A Zurich Municipal study, published yesterday at the SOLACE Summit in Manchester, looks at the challenges and opportunities faced by decision-makers at the top of the UK’s local government sector.
Based on a series of interviews with 22 council chiefs across England and Scotland, it revealed some councils were breaking free of the ‘inertia of austerity’.
However, the report — entitled Why are we here? The 2017 Senior Managers’ Risk Report — also found many authorities were still being forced to cut services to fit Government funding in the short-term.
Two-thirds of planned reductions have already been made and many local authorities are unable to cut further, the report’s authors found.
This has encouraged many councils to adopt new business models in order to compensate — and commercialisation has been a popular direction to go in.

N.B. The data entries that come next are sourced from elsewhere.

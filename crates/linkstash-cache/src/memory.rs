use crate::snapshot::SnapshotCache;
use crate::Result;
use async_trait::async_trait;
use linkstash_core::{Favorite, StableKey};
use moka::future::Cache;
use std::sync::Arc;
use std::time::Duration;

/// In-memory snapshot cache for single-process deployments.
///
/// Backed by Moka with a time-to-live matching the file variant's freshness
/// window. Moka handles its own eviction, so `evict_idle` has nothing to do.
#[derive(Debug, Clone)]
pub struct MokaSnapshotCache {
    cache: Cache<StableKey, Arc<Vec<Favorite>>>,
}

impl MokaSnapshotCache {
    /// Creates a cache with the given freshness window.
    pub fn new(ttl: Duration) -> Self {
        Self::with_capacity(64, ttl)
    }

    /// Creates a cache bounded to `max_capacity` stores.
    pub fn with_capacity(max_capacity: u64, ttl: Duration) -> Self {
        let cache = Cache::builder()
            .max_capacity(max_capacity)
            .time_to_live(ttl)
            .build();
        Self { cache }
    }
}

#[async_trait]
impl SnapshotCache for MokaSnapshotCache {
    async fn get(&self, key: StableKey) -> Result<Option<Vec<Favorite>>> {
        Ok(self.cache.get(&key).await.map(|s| s.as_ref().clone()))
    }

    async fn put(&self, key: StableKey, snapshot: &[Favorite]) -> Result<()> {
        self.cache.insert(key, Arc::new(snapshot.to_vec())).await;
        Ok(())
    }

    async fn invalidate(&self, key: StableKey) -> Result<()> {
        self.cache.invalidate(&key).await;
        Ok(())
    }

    async fn evict_idle(&self) -> Result<usize> {
        Ok(0)
    }
}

For some councils, according to the report, turnover, investment and business planning is akin to a FTSE 250 company, with one council chief admitting to a £1.5bn annual turnover.
However, there are dilemmas at ‘almost every turn’, Zurich Municipal warns.
‘Councils are facing challenges from all sides, and many are employing commercial ventures to mitigate some of the lasting effects of austerity,’ said Rod Penman, head of public services at Zurich Municipal.
‘This approach is not without its challenges, however. There is the growing potential for moral and commercial dilemmas at almost every turn, and it is clear that council chiefs are concerned about the long-term relationship between national and local government.
‘Britain faces a ticking demographic time bomb and local government has no choice but to work towards developing income streams to match existing and future demand.
‘Councils must therefore improve the narrative around the choices they are having to take – framing decisions in a purely commercial light simply isn’t an option when the social value of public bodies and services has to be factored in.’